Voici la question 33 de la Série« MISCELLANEA MACIONICA » (Miscellanées Maçonniques) tenue par Guy Chassagnard, ancien journaliste professionnel qui, parvenu à l’âge de la retraite, a cessé de traiter l’actualité quotidienne, pour s’adonner à l’étude de la Franc-Maçonnerie et de son histoire.
Miscellanea Macionica : Quand on est Franc-Maçon (Freemason), est-on un maçon « franc » ou un maçon « libre » (Free Mason) ?
Il faut se rendre à l’évidence, il n’y a jamais eu de francs-maçons dans les francs-métiers de l’ère des cathédrales… Et si l’on se reporte à l’œuvre d’Étienne Boileau (Règlements sur les Arts et Métiers de Paris, 1248), il y a lieu de constater que s’il existe alors une franchise pour les habitants de Genevilliers, les maçons et tailleurs de pierre de Paris en sont totalement dépourvus. Bien que selon la tradition maçonnique, l’Ordre du Temple ait possédé à Paris un établissement très important où les artisans bénéficiaient d’un droit de franchise (?), échappant ainsi aux charges du roi et de la cité. Certes, il est possible de mettre en avant l’ordonnance, postérieure, du roi Louis X le Hutin qui, en 1315, décrète sans rien prouver que « selon le droit de nature, chacun doit être franc ». Mais être franc signifie en l’occurrence être libre, et non pourvu de franchises…
Pour répondre à la question, il faut donc faire une incursion dans la langue anglo-saxonne. Souvenons-nous qu’en 1737, par exemple et pour remonter dans le passé, les francs-maçons parisiens étaient qualifiés de « frey-maçons » alors que leurs homologues londoniens se paraient du titre de « freemasons » ; ceci après avoir été des « free masons ». Free signifie en anglais : libre, ce que confirme non seulement tout bon dictionnaire, mais encore dans la langue de Shakespeare tous les textes anciens. Que lit-on d’ailleurs dans ce manuscrit qui appartient à la classe des Anciens Devoirs anglais, savoir le manuscrit William Watson, datant du XVIe siècle ?
Que « celui qui sera fait maçon devra affirmer qu’il est libre de naissance, de bonne famille, et libre de tout servage, et qu’il dispose de l’usage de tous ses membres ».
De même, en 1583, le manuscrit Grand Lodge n°1 précise-t-il que « l’apprenti sera de bonne naissance, c’est-à-dire qu’il sera né libre, et pourvu de tous ses membres, comme tout homme doit l’être ».
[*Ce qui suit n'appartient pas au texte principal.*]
//! Frame types and body variants.

use std::fmt;

use bitflags::bitflags;
use bytes::{Buf, BufMut, Bytes, BytesMut};

use crate::checksum::ChecksumType;
use crate::error::ErrorCode;
use crate::headers::Headers;
use crate::limits::{INIT_HEADER_HOST_PORT, INIT_HEADER_PROCESS_NAME, PROTOCOL_VERSION};

/// Frame type byte.
#[repr(u8)]
#[derive(Clone, Copy, Debug, PartialEq, Eq, Hash)]
pub enum FrameType {
    InitRequest = 0x01,
    InitResponse = 0x02,
    CallRequest = 0x03,
    CallResponse = 0x04,
    CallRequestContinue = 0x13,
    CallResponseContinue = 0x14,
    Cancel = 0xC0,
    Claim = 0xC1,
    PingRequest = 0xD0,
    PingResponse = 0xD1,
    Error = 0xFF,
}

impl FrameType {
    pub fn from_u8(val: u8) -> Option<Self> {
        Some(match val {
            0x01 => FrameType::InitRequest,
            0x02 => FrameType::InitResponse,
            0x03 => FrameType::CallRequest,
            0x04 => FrameType::CallResponse,
            0x13 => FrameType::CallRequestContinue,
            0x14 => FrameType::CallResponseContinue,
            0xC0 => FrameType::Cancel,
            0xC1 => FrameType::Claim,
            0xD0 => FrameType::PingRequest,
            0xD1 => FrameType::PingResponse,
            0xFF => FrameType::Error,
            _ => return None,
        })
    }

    pub fn as_u8(self) -> u8 {
        self as u8
    }
}

impl fmt::Display for FrameType {
    fn fmt(&self, f: &mut fmt::Formatter<'_>) -> fmt::Result {
        let name = match self {
            FrameType::InitRequest => "init-request",
            FrameType::InitResponse => "init-response",
            FrameType::CallRequest => "call-request",
            FrameType::CallResponse => "call-response",
            FrameType::CallRequestContinue => "call-request-continue",
            FrameType::CallResponseContinue => "call-response-continue",
            FrameType::Cancel => "cancel",
            FrameType::Claim => "claim",
            FrameType::PingRequest => "ping-request",
            FrameType::PingResponse => "ping-response",
            FrameType::Error => "error",
        };
        f.write_str(name)
    }
}

bitflags! {
    /// Flag byte on call and continue frames.
    #[derive(Clone, Copy, Debug, Default, PartialEq, Eq)]
    pub struct FragmentFlags: u8 {
        /// More fragments of this call follow.
        const MORE_FRAGMENTS = 0x01;
    }
}

impl FragmentFlags {
    pub fn more(self) -> bool {
        self.contains(FragmentFlags::MORE_FRAGMENTS)
    }
}

/// The 25-byte protocol-level trace block carried by call and error frames.
#[derive(Clone, Copy, Debug, Default, PartialEq, Eq)]
pub struct TraceFields {
    pub span_id: u64,
    pub parent_id: u64,
    pub trace_id: u64,
    pub flags: u8,
}

impl TraceFields {
    pub const WIRE_SIZE: usize = 25;

    /// True when no trace has been attached.
    pub fn is_zero(&self) -> bool {
        self.span_id == 0 && self.parent_id == 0 && self.trace_id == 0 && self.flags == 0
    }

    pub(crate) fn write_to(&self, buf: &mut BytesMut) {
        buf.put_u64(self.span_id);
        buf.put_u64(self.parent_id);
        buf.put_u64(self.trace_id);
        buf.put_u8(self.flags);
    }

    pub(crate) fn read_from(buf: &mut Bytes) -> Self {
        // Caller has checked that WIRE_SIZE bytes remain.
        Self {
            span_id: buf.get_u64(),
            parent_id: buf.get_u64(),
            trace_id: buf.get_u64(),
            flags: buf.get_u8(),
        }
    }
}

/// Response code on call-response frames.
#[repr(u8)]
#[derive(Clone, Copy, Debug, Default, PartialEq, Eq)]
pub enum ResponseCode {
    #[default]
    Ok = 0x00,
    Error = 0x01,
}

impl ResponseCode {
    pub fn from_u8(val: u8) -> Option<Self> {
        match val {
            0x00 => Some(ResponseCode::Ok),
            0x01 => Some(ResponseCode::Error),
            _ => None,
        }
    }

    pub fn as_u8(self) -> u8 {
        self as u8
    }
}

/// Body of init-request and init-response frames.
#[derive(Clone, Debug, PartialEq, Eq)]
pub struct InitBody {
    pub version: u16,
    pub headers: Headers,
}

impl InitBody {
    /// An init body advertising this implementation's version and identity.
    pub fn new(host_port: &str, process_name: &str) -> Self {
        let mut headers = Headers::new();
        headers.insert(INIT_HEADER_HOST_PORT, host_port);
        headers.insert(INIT_HEADER_PROCESS_NAME, process_name);
        Self {
            version: PROTOCOL_VERSION,
            headers,
        }
    }

    pub fn host_port(&self) -> Option<&str> {
        self.headers.get(INIT_HEADER_HOST_PORT)
    }

    pub fn process_name(&self) -> Option<&str> {
        self.headers.get(INIT_HEADER_PROCESS_NAME)
    }
}

/// Body of the first fragment of a call request.
#[derive(Clone, Debug, PartialEq, Eq)]
pub struct CallRequestBody {
    pub flags: FragmentFlags,
    pub ttl_ms: u32,
    pub tracing: TraceFields,
    pub service: String,
    pub headers: Headers,
    pub checksum_type: ChecksumType,
    pub checksum: u32,
    /// This fragment's argument byte runs, positionally arg1, arg2, arg3.
    pub args: Vec<Bytes>,
}

/// Body of the first fragment of a call response.
#[derive(Clone, Debug, PartialEq, Eq)]
pub struct CallResponseBody {
    pub flags: FragmentFlags,
    pub code: ResponseCode,
    pub tracing: TraceFields,
    pub headers: Headers,
    pub checksum_type: ChecksumType,
    pub checksum: u32,
    pub args: Vec<Bytes>,
}

/// Body of call-request-continue and call-response-continue frames.
#[derive(Clone, Debug, PartialEq, Eq)]
pub struct ContinueBody {
    pub flags: FragmentFlags,
    pub checksum_type: ChecksumType,
    pub checksum: u32,
    pub args: Vec<Bytes>,
}

/// Body of error frames.
#[derive(Clone, Debug, PartialEq, Eq)]
pub struct ErrorBody {
    pub code: ErrorCode,
    pub tracing: TraceFields,
    pub message: String,
}

impl ErrorBody {
    pub fn new(code: ErrorCode, message: impl Into<String>) -> Self {
        Self {
            code,
            tracing: TraceFields::default(),
            message: message.into(),
        }
    }
}

/// A parsed frame body.
#[derive(Clone, Debug, PartialEq, Eq)]
pub enum FrameBody {
    InitRequest(InitBody),
    InitResponse(InitBody),
    CallRequest(CallRequestBody),
    CallResponse(CallResponseBody),
    CallRequestContinue(ContinueBody),
    CallResponseContinue(ContinueBody),
    Cancel,
    Claim,
    PingRequest,
    PingResponse,
    Error(ErrorBody),
}

impl FrameBody {
    pub fn frame_type(&self) -> FrameType {
        match self {
            FrameBody::InitRequest(_) => FrameType::InitRequest,
            FrameBody::InitResponse(_) => FrameType::InitResponse,
            FrameBody::CallRequest(_) => FrameType::CallRequest,
            FrameBody::CallResponse(_) => FrameType::CallResponse,
            FrameBody::CallRequestContinue(_) => FrameType::CallRequestContinue,
            FrameBody::CallResponseContinue(_) => FrameType::CallResponseContinue,
            FrameBody::Cancel => FrameType::Cancel,
            FrameBody::Claim => FrameType::Claim,
            FrameBody::PingRequest => FrameType::PingRequest,
            FrameBody::PingResponse => FrameType::PingResponse,
            FrameBody::Error(_) => FrameType::Error,
        }
    }
}

/// One frame on the wire: a 4-byte id plus a typed body.
#[derive(Clone, Debug, PartialEq, Eq)]
pub struct Frame {
    pub id: u32,
    pub body: FrameBody,
}

impl Frame {
    pub fn new(id: u32, body: FrameBody) -> Self {
        Self { id, body }
    }

    pub fn frame_type(&self) -> FrameType {
        self.body.frame_type()
    }

    /// An error frame addressed to a call (or the connection).
    pub fn error(id: u32, code: ErrorCode, message: impl Into<String>) -> Self {
        Self::new(id, FrameBody::Error(ErrorBody::new(code, message)))
    }
}

#[cfg(test)]
mod tests {
    use super::*;

    #[test]
    fn frame_type_roundtrip() {
        for byte in [
            0x01, 0x02, 0x03, 0x04, 0x13, 0x14, 0xC0, 0xC1, 0xD0, 0xD1, 0xFF,
        ] {
            assert_eq!(FrameType::from_u8(byte).unwrap().as_u8(), byte);
        }
        assert_eq!(FrameType::from_u8(0x05), None);
        assert_eq!(FrameType::from_u8(0x00), None);
    }

    #[test]
    fn trace_fields_wire_roundtrip() {
        let fields = TraceFields {
            span_id: 0x0102_0304_0506_0708,
            parent_id: 0x1112_1314_1516_1718,
            trace_id: 0x2122_2324_2526_2728,
            flags: 0x01,
        };
        let mut buf = BytesMut::new();
        fields.write_to(&mut buf);
        assert_eq!(buf.len(), TraceFields::WIRE_SIZE);
        assert_eq!(TraceFields::read_from(&mut buf.freeze()), fields);
    }

    #[test]
    fn init_body_identity() {
        let body = InitBody::new("127.0.0.1:4040", "svc");
        assert_eq!(body.version, PROTOCOL_VERSION);
        assert_eq!(body.host_port(), Some("127.0.0.1:4040"));
        assert_eq!(body.process_name(), Some("svc"));
    }
}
Être « libre » c’est à cette époque, de toute évidence, être né de bonne famille, hors des liens du servage et libéré de toute attache corporative. Ce que confirment d’ailleurs les Statuts dits de Strasbourg (1563) relatifs aux maçons du Saint-Empire germanique : « Chaque apprenti ayant terminé son temps et qui est déclaré libre, doit promettre au Métier […] qu’il ne communiquera ou ne révélera à personne le salut et l’attouchement du maçon. » Bref, être libre au temps des cathédrales ou de la Renaissance ne signifie en aucune façon, quoi qu’on puisse en dire, que l’on soit doté de la moindre franchise. Les maçons opératifs écossais, anglais, allemands ont été libres plutôt qu’être francs. Tout laisse donc à supposer qu’il en a été de même pour les maçons de France. A moins de pouvoir prouver le contraire.
Il est d’ailleurs à observer que si les maçons sont devenus, par la langue anglaise, des Freemasons (Francs-Maçons), ils restent des Free Masons (Maçons libres) lorsqu’il s’agit de leur adjoindre le qualificatif de Accepted : acceptés. Donc,
A free and accepted Mason est-il Un Franc-Maçon accepté, ou Un Maçon libre et accepté ? That’s the question ?
Une question, sans doute, sans réponse…
• Pour en savoir plus, consulter tout dictionnaire bilingue français-anglais, ou anglais-français ; et méditer.